Sara Géssica Goubeti Melocra¹


sara_melocra@hotmail.com

RESUMO
Este trabalho visa abordar quanto à fundamentação da prisão preventiva quando
baseada no clamor social ou clamor público, relacionando-a com o princípio da
presunção da inocência, que é princípio fundamental garantido pela Constituição
Federal, e aplicado como princípio reitor no processo penal. Será abordado quanto
ao alcance do fundamento “clamor social”, sendo que este é utilizado subjetivamente
pelo juiz na decretação de uma prisão preventiva, o que permite ser esta passível de
inconstitucionalidade, devido a sua afronta com o princípio da presunção da
inocência.

PALAVRAS-CHAVE: Clamor Público, Prisão Preventiva, Princípio da Presunção da


Inocência e Garantia da Ordem Pública.

1. INTRODUÇÃO

O princípio da presunção da inocência é princípio fundamental garantido pela


Constituição Federal em seu art. 5º, LVII que garante a não culpabilidade até o
trânsito em julgado da sentença condenatória. No entanto, esse princípio relativiza-
se quando da decretação das prisões cautelares, que limitam a liberdade do
indivíduo, mesmo antes de proferida uma sentença condenatória, visando uma
proteção para a sociedade.
Quando se fala em prisão preventiva, trata-se de uma das espécies das
prisões cautelares, espécie esta que poderá ser decretada durante o inquérito
policial ou processo criminal e baseado nas hipóteses previstas pelo art. 312 do
Código de Processo Penal. Ocorre que o citado artigo não prevê a possibilidade da
fundamentação de uma prisão preventiva no “clamor social”, sendo que este é
fundamento aplicado rotineiramente em sentenças proferidas pelo Poder Judiciário,
principalmente, nos casos que a mídia dá maior ênfase em todo território nacional.
Devido isso, torna-se questionável a legalidade de uma prisão preventiva
decretada com fundamento no clamor público, ao qual não é fundamento suficiente
para privar a liberdade do indivíduo.
Muitas são as decretações de prisão preventiva que se baseiam puramente
no clamor social, isso fica explícito principalmente em casos na qual a mídia dá
maior ênfase e a população acaba realizando uma “pressão” no poder judiciário para
que alguma providência seja tomada, e obviamente que esta providência só poderá
ser de prisão.

As jurisprudências dos Tribunais Superiores vêm se posicionando no sentido


de que o clamor social ou clamor público não é fundamentação suficiente para a
decretação de uma prisão preventiva.
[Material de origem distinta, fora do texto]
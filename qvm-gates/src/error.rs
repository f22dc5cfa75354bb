//! Error types for gate construction and amplitude arithmetic

use thiserror::Error;

/// Errors that can occur while constructing or validating gates
#[derive(Error, Debug, Clone, PartialEq)]
pub enum GateError {
    /// Division by a zero-magnitude complex value
    #[error("Division by a complex value with zero squared magnitude")]
    DivisionByZero,

    /// Matrix is not unitary within the given tolerance
    #[error("Matrix is not unitary: max deviation {deviation} exceeds tolerance {tolerance}")]
    NotUnitary { deviation: f64, tolerance: f64 },
}

/// Result type for gate operations
pub type Result<T> = std::result::Result<T, GateError>;
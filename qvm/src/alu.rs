//! Classical ALU
//!
//! Integer arithmetic on 32-bit signed values with wrapping overflow,
//! two's-complement bitwise operators, and comparisons yielding 1 or 0.
//! DIV truncates toward zero; a zero divisor is an error.

use crate::error::{Result, VmError};
use qvm_qbc::BinaryOp;

/// Evaluate a binary ALU operation
pub fn eval_binary(op: BinaryOp, a: i32, b: i32) -> Result<i32> {
    Ok(match op {
        BinaryOp::Add => a.wrapping_add(b),
        BinaryOp::Sub => a.wrapping_sub(b),
        BinaryOp::Mul => a.wrapping_mul(b),
        BinaryOp::Div => {
            if b == 0 {
                return Err(VmError::DivisionByZero);
            }
            a.wrapping_div(b)
        }
        BinaryOp::And => a & b,
        BinaryOp::Or => a | b,
        BinaryOp::Xor => a ^ b,
        BinaryOp::Eq => (a == b) as i32,
        BinaryOp::Neq => (a != b) as i32,
        BinaryOp::Lt => (a < b) as i32,
        BinaryOp::Gt => (a > b) as i32,
    })
}

/// Bitwise complement
pub fn eval_not(a: i32) -> i32 {
    !a
}

#[cfg(test)]
mod tests {
    use super::*;

    #[test]
    fn test_arithmetic() {
        assert_eq!(eval_binary(BinaryOp::Add, 5, 3).unwrap(), 8);
        assert_eq!(eval_binary(BinaryOp::Sub, 5, 3).unwrap(), 2);
        assert_eq!(eval_binary(BinaryOp::Mul, -4, 3).unwrap(), -12);
    }

    #[test]
    fn test_div_truncates_toward_zero() {
        assert_eq!(eval_binary(BinaryOp::Div, 7, 2).unwrap(), 3);
        assert_eq!(eval_binary(BinaryOp::Div, -7, 2).unwrap(), -3);
        assert_eq!(eval_binary(BinaryOp::Div, 7, -2).unwrap(), -3);
    }

    #[test]
    fn test_div_by_zero_fails() {
        assert_eq!(
            eval_binary(BinaryOp::Div, 1, 0).unwrap_err(),
            VmError::DivisionByZero
        );
    }

    #[test]
    fn test_overflow_wraps() {
        assert_eq!(
            eval_binary(BinaryOp::Add, i32::MAX, 1).unwrap(),
            i32::MIN
        );
        assert_eq!(
            eval_binary(BinaryOp::Div, i32::MIN, -1).unwrap(),
            i32::MIN
        );
    }

    #[test]
    fn test_bitwise() {
        assert_eq!(eval_binary(BinaryOp::And, 0b1100, 0b1010).unwrap(), 0b1000);
        assert_eq!(eval_binary(BinaryOp::Or, 0b1100, 0b1010).unwrap(), 0b1110);
        assert_eq!(eval_binary(BinaryOp::Xor, 0b1100, 0b1010).unwrap(), 0b0110);
        assert_eq!(eval_not(0), -1);
        assert_eq!(eval_not(-1), 0);
    }

    #[test]
    fn test_comparisons_yield_flags() {
        assert_eq!(eval_binary(BinaryOp::Eq, 2, 2).unwrap(), 1);
        assert_eq!(eval_binary(BinaryOp::Neq, 2, 2).unwrap(), 0);
        assert_eq!(eval_binary(BinaryOp::Lt, 1, 2).unwrap(), 1);
        assert_eq!(eval_binary(BinaryOp::Gt, 1, 2).unwrap(), 0);
        assert_eq!(eval_binary(BinaryOp::Gt, -1, -2).unwrap(), 1);
    }
}
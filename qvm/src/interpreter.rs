//! QBC interpreter
//!
//! A fetch-decode-execute loop over the packed instruction stream. The
//! program counter is a byte offset, jumps are absolute offsets into the
//! stream, and every delegate error is captured into the result record
//! rather than propagated.

use crate::alu;
use crate::error::{Result, VmError};
use crate::qubit::QubitHandle;
use crate::vm::Vm;
use ahash::AHashMap;
use qvm_qbc::Instruction;
use serde::Serialize;
use std::time::Instant;
use tracing::debug;

/// Caller-supplied execution bounds; 0 disables a bound
#[derive(Debug, Clone, Copy, Default)]
pub struct ExecOptions {
    /// Maximum number of instructions to execute
    pub max_instructions: u64,
    /// Wall-clock limit in milliseconds
    pub timeout_ms: u64,
}

/// Per-run counters
#[derive(Debug, Clone, Copy, Default, Serialize)]
pub struct ExecMetrics {
    /// Instructions executed
    pub instructions: u64,
    /// Classical memory and ALU instructions
    pub classical_ops: u64,
    /// Allocation, gate and measurement instructions
    pub quantum_ops: u64,
    /// Jump instructions, taken or not
    pub jump_ops: u64,
    /// Wall-clock duration of the run
    pub wall_time_ms: u64,
}

/// Why the run stopped
#[derive(Debug, Clone, Copy, PartialEq, Eq, Serialize)]
pub enum HaltReason {
    /// The program counter ran past the end of the stream
    EndOfStream,
    /// An explicit END instruction
    End,
    /// The instruction cap fired
    InstructionLimit,
    /// The wall-clock cap fired
    Timeout,
    /// A delegate reported an error
    Error,
}

/// Result record of one interpreter run
#[derive(Debug, Serialize)]
pub struct ExecOutcome {
    /// False when any error or bound stopped the run
    pub success: bool,
    /// Message of the error that stopped the run, if any
    pub error: Option<String>,
    /// Byte offset of the instruction that failed, if any
    pub error_pc: Option<usize>,
    /// Measurement outcomes, keyed by bytecode qubit slot
    pub measurements: AHashMap<u8, u8>,
    /// Snapshot of classical memory after the run
    pub classical_memory: AHashMap<u8, i32>,
    /// Per-run counters
    pub metrics: ExecMetrics,
    /// Why execution stopped
    pub halt: HaltReason,
}

/// Hook invoked around each instruction with its byte offset
pub type InstructionHook = Box<dyn FnMut(usize, &Instruction)>;
/// Hook invoked when an instruction fails
pub type ErrorHook = Box<dyn FnMut(usize, &VmError)>;

enum Step {
    Continue(usize),
    Halt,
}

/// Fetch-decode-execute driver with optional instrumentation hooks
#[derive(Default)]
pub struct Interpreter {
    before: Option<InstructionHook>,
    after: Option<InstructionHook>,
    on_error: Option<ErrorHook>,
}

impl Interpreter {
    /// Create an interpreter with no hooks installed
    pub fn new() -> Self {
        Self::default()
    }

    /// Install a hook that runs before each instruction
    pub fn on_before_instruction(&mut self, hook: InstructionHook) {
        self.before = Some(hook);
    }

    /// Install a hook that runs after each successful instruction
    pub fn on_after_instruction(&mut self, hook: InstructionHook) {
        self.after = Some(hook);
    }

    /// Install a hook that fires when an instruction fails
    pub fn on_error(&mut self, hook: ErrorHook) {
        self.on_error = Some(hook);
    }

    /// Sweep the stream once, collecting every jump-target offset
    ///
    /// Useful for debugging and validation; execution does not depend on it.
    pub fn scan_jump_targets(data: &[u8]) -> Result<Vec<usize>> {
        let mut targets = Vec::new();
        let mut offset = 0;
        while offset < data.len() {
            let (instr, next) = Instruction::decode_at(data, offset)?;
            match instr {
                Instruction::Jump { target } | Instruction::CondJump { target, .. } => {
                    targets.push(target as usize);
                }
                _ => {}
            }
            offset = next;
        }
        Ok(targets)
    }

    /// Execute a packed instruction stream against a VM
    ///
    /// Runs until the stream ends, END executes, a bound fires, or a
    /// delegate fails. Errors never propagate out of this method: they are
    /// captured in the returned record and reported to the `on_error` hook.
    pub fn run(&mut self, vm: &mut Vm, data: &[u8], options: &ExecOptions) -> ExecOutcome {
        let start = Instant::now();
        let mut metrics = ExecMetrics::default();
        let mut memory: AHashMap<u8, i32> = AHashMap::new();
        let mut slots: AHashMap<u8, QubitHandle> = AHashMap::new();
        let mut measurements: AHashMap<u8, u8> = AHashMap::new();

        let mut halt = HaltReason::EndOfStream;
        let mut error: Option<String> = None;
        let mut error_pc: Option<usize> = None;
        let mut pc = 0usize;

        if let Ok(targets) = Self::scan_jump_targets(data) {
            if !targets.is_empty() {
                debug!(?targets, "pre-scanned jump targets");
            }
        }

        let mut running = true;
        while running {
            if pc >= data.len() {
                halt = HaltReason::EndOfStream;
                break;
            }
            if options.max_instructions > 0 && metrics.instructions >= options.max_instructions {
                halt = HaltReason::InstructionLimit;
                error = Some(
                    VmError::InstructionLimit {
                        limit: options.max_instructions,
                    }
                    .to_string(),
                );
                break;
            }
            if options.timeout_ms > 0 && start.elapsed().as_millis() as u64 >= options.timeout_ms {
                halt = HaltReason::Timeout;
                error = Some(
                    VmError::Timeout {
                        ms: options.timeout_ms,
                    }
                    .to_string(),
                );
                break;
            }

            let (instr, next_pc) = match Instruction::decode_at(data, pc) {
                Ok(decoded) => decoded,
                Err(err) => {
                    let err = VmError::from(err);
                    if let Some(hook) = self.on_error.as_mut() {
                        hook(pc, &err);
                    }
                    halt = HaltReason::Error;
                    error = Some(err.to_string());
                    error_pc = Some(pc);
                    break;
                }
            };

            if let Some(hook) = self.before.as_mut() {
                hook(pc, &instr);
            }

            let step = Self::execute_instruction(
                vm,
                &instr,
                next_pc,
                data.len(),
                &mut memory,
                &mut slots,
                &mut measurements,
                &mut metrics,
            );
            metrics.instructions += 1;

            match step {
                Ok(Step::Continue(new_pc)) => {
                    if let Some(hook) = self.after.as_mut() {
                        hook(pc, &instr);
                    }
                    pc = new_pc;
                }
                Ok(Step::Halt) => {
                    if let Some(hook) = self.after.as_mut() {
                        hook(pc, &instr);
                    }
                    halt = HaltReason::End;
                    running = false;
                }
                Err(err) => {
                    if let Some(hook) = self.on_error.as_mut() {
                        hook(pc, &err);
                    }
                    halt = HaltReason::Error;
                    error = Some(err.to_string());
                    error_pc = Some(pc);
                    running = false;
                }
            }
        }

        metrics.wall_time_ms = start.elapsed().as_millis() as u64;

        ExecOutcome {
            success: error.is_none(),
            error,
            error_pc,
            measurements,
            classical_memory: memory,
            metrics,
            halt,
        }
    }

    #[allow(clippy::too_many_arguments)]
    fn execute_instruction(
        vm: &mut Vm,
        instr: &Instruction,
        next_pc: usize,
        stream_len: usize,
        memory: &mut AHashMap<u8, i32>,
        slots: &mut AHashMap<u8, QubitHandle>,
        measurements: &mut AHashMap<u8, u8>,
        metrics: &mut ExecMetrics,
    ) -> Result<Step> {
        fn resolve(slots: &AHashMap<u8, QubitHandle>, slot: u8) -> Result<QubitHandle> {
            slots
                .get(&slot)
                .copied()
                .ok_or(VmError::UnboundSlot { slot })
        }

        fn load(memory: &AHashMap<u8, i32>, addr: u8) -> Result<i32> {
            memory
                .get(&addr)
                .copied()
                .ok_or(VmError::UnsetAddress { addr })
        }

        fn check_target(target: u32, stream_len: usize) -> Result<usize> {
            let offset = target as usize;
            if offset >= stream_len {
                return Err(VmError::JumpOutOfBounds {
                    target,
                    len: stream_len,
                });
            }
            Ok(offset)
        }

        match *instr {
            Instruction::Alloc { slot } => {
                metrics.quantum_ops += 1;
                if slots.contains_key(&slot) {
                    return Err(VmError::InvalidArgument(format!(
                        "slot {slot} is already bound to a qubit"
                    )));
                }
                let handle = vm.registry.allocate(&mut vm.state)?;
                slots.insert(slot, handle);
            }
            Instruction::Dealloc { slot } => {
                metrics.quantum_ops += 1;
                let handle = slots.remove(&slot).ok_or(VmError::UnboundSlot { slot })?;
                vm.registry.deallocate(handle);
            }
            Instruction::Single { gate, slot } => {
                metrics.quantum_ops += 1;
                let handle = resolve(slots, slot)?;
                vm.executor
                    .apply_single(&mut vm.state, &vm.registry, handle, gate)?;
            }
            Instruction::Rotation { gate, slot, angle } => {
                metrics.quantum_ops += 1;
                let handle = resolve(slots, slot)?;
                vm.executor
                    .apply_rotation(&mut vm.state, &vm.registry, handle, gate, angle as f64)?;
            }
            Instruction::Two { gate, a, b } => {
                metrics.quantum_ops += 1;
                let ha = resolve(slots, a)?;
                let hb = resolve(slots, b)?;
                vm.executor
                    .apply_two(&mut vm.state, &mut vm.registry, gate, ha, hb)?;
            }
            Instruction::Three { gate, a, b, c } => {
                metrics.quantum_ops += 1;
                let ha = resolve(slots, a)?;
                let hb = resolve(slots, b)?;
                let hc = resolve(slots, c)?;
                vm.executor
                    .apply_three(&mut vm.state, &mut vm.registry, gate, ha, hb, hc)?;
            }
            Instruction::Measure { slot, dst } => {
                metrics.quantum_ops += 1;
                let handle = resolve(slots, slot)?;
                let outcome =
                    vm.measurements
                        .measure(&mut vm.state, &vm.registry, &mut vm.rng, handle, true)?;
                memory.insert(dst, outcome as i32);
                measurements.insert(slot, outcome);
            }
            Instruction::MeasureAll => {
                metrics.quantum_ops += 1;
                vm.measurements
                    .measure_all(&mut vm.state, &vm.registry, &mut vm.rng)?;
                for (&slot, &handle) in slots.iter() {
                    if let Some(outcome) = vm.measurements.outcome_of(handle) {
                        measurements.insert(slot, outcome);
                    }
                }
            }
            Instruction::CondJump { cond, target } => {
                metrics.jump_ops += 1;
                let condition = load(memory, cond)?;
                if condition != 0 {
                    return Ok(Step::Continue(check_target(target, stream_len)?));
                }
            }
            Instruction::Jump { target } => {
                metrics.jump_ops += 1;
                return Ok(Step::Continue(check_target(target, stream_len)?));
            }
            Instruction::Store { addr, value } => {
                metrics.classical_ops += 1;
                memory.insert(addr, value);
            }
            Instruction::Load { src, dst } => {
                metrics.classical_ops += 1;
                let value = load(memory, src)?;
                memory.insert(dst, value);
            }
            Instruction::Binary { op, a, b, dst } => {
                metrics.classical_ops += 1;
                let va = load(memory, a)?;
                let vb = load(memory, b)?;
                memory.insert(dst, alu::eval_binary(op, va, vb)?);
            }
            Instruction::Not { a, dst } => {
                metrics.classical_ops += 1;
                let value = load(memory, a)?;
                memory.insert(dst, alu::eval_not(value));
            }
            Instruction::End => return Ok(Step::Halt),
        }

        Ok(Step::Continue(next_pc))
    }
}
Contudo, ainda há grande divergência e,
como a matéria ainda não foi legislada, os Juízes Estaduais e, muitas vezes, até os
Tribunais de Justiça ainda se acolhem ao clamor social e acabam restringindo a
liberdade do indivíduo, que é direito fundamental previsto pela Constituição Federal,
de forma ilegal.
Portanto, pesquisar quanto ao clamor social quando fundamento da prisão
preventiva é de extrema importância para o Direito Penal e Processual Penal em
razão de tratar-se de uma matéria extremamente discutida e ainda não legislada.
Sendo assim, torna-se um assunto de relevância, sendo sua explanação primordial
para busca de soluções proporcionais que possam harmonizar a aplicação da prisão
preventiva com o Princípio da Presunção da Inocência.

2. DESENVOLVIMENTO

Cabe, inicialmente, um breve comentário acerca das prisões cautelares. As


prisões cautelares, também chamadas de prisões provisórias, são prisões de
natureza processual, decretada pelo juiz a qualquer tempo, que visa a privação de
liberdade do paciente antes do trânsito em julgado da sentença se preenchidos os
pressupostos exigidos pelo art. 312 do Código de Processo Penal, quais sejam o
“fumus comissi delicti” (provas da existência do crime e indícios de sua autoria) e
com fundamento no “periculum libertatis” (perigo decorrente do estado de liberdade
do imputado). O doutrinador Fernando Capez explica:

[...] a prisão provisória somente se justifica, e se acomoda dentro do


ordenamento pátrio, quando decretada com base no poder geral de cautela
do juiz, ou seja, desde que necessário para uma eficiente prestação
jurisdicional.

A prisão preventiva, que é espécie das prisões cautelares, é prisão de


natureza excepcional, quer dizer que, teoricamente, só será decretada em última
hipótese, garantindo assim, o direito constitucional de liberdade da pessoa.

Nesse mesmo sentido é que o Princípio da Presunção da Inocência caminha,


sendo que este protege que o indiciado só seja preso depois do trânsito em julgado
de sentença condenatória, pois aí sim poderá ser punido pelo crime que,
comprovadamente, cometeu. Em respaldo a este princípio dispõe o art. 5º, inciso
LVII da Constituição Federal que “ninguém será considerado culpado até o trânsito
em julgado de sentença penal condenatória”.

No entanto, têm-se vislumbrado, na prática, uma prisão preventiva não tão


excepcional. A regra pela liberdade do réu passou a ser exceção quando a
decretação da prisão preventiva ocorre com fundamento no clamor social, sendo
que este sequer está previsto como hipóteses de decretação da mesma, segundo
art. 312 do CPP. Isso ocorre, na maioria das vezes, em crimes de maior notoriedade
quando a brutalidade do delito provoca uma comoção no meio social, gerando
sensação de impunidade e descrédito pela demora na prestação jurisdicional.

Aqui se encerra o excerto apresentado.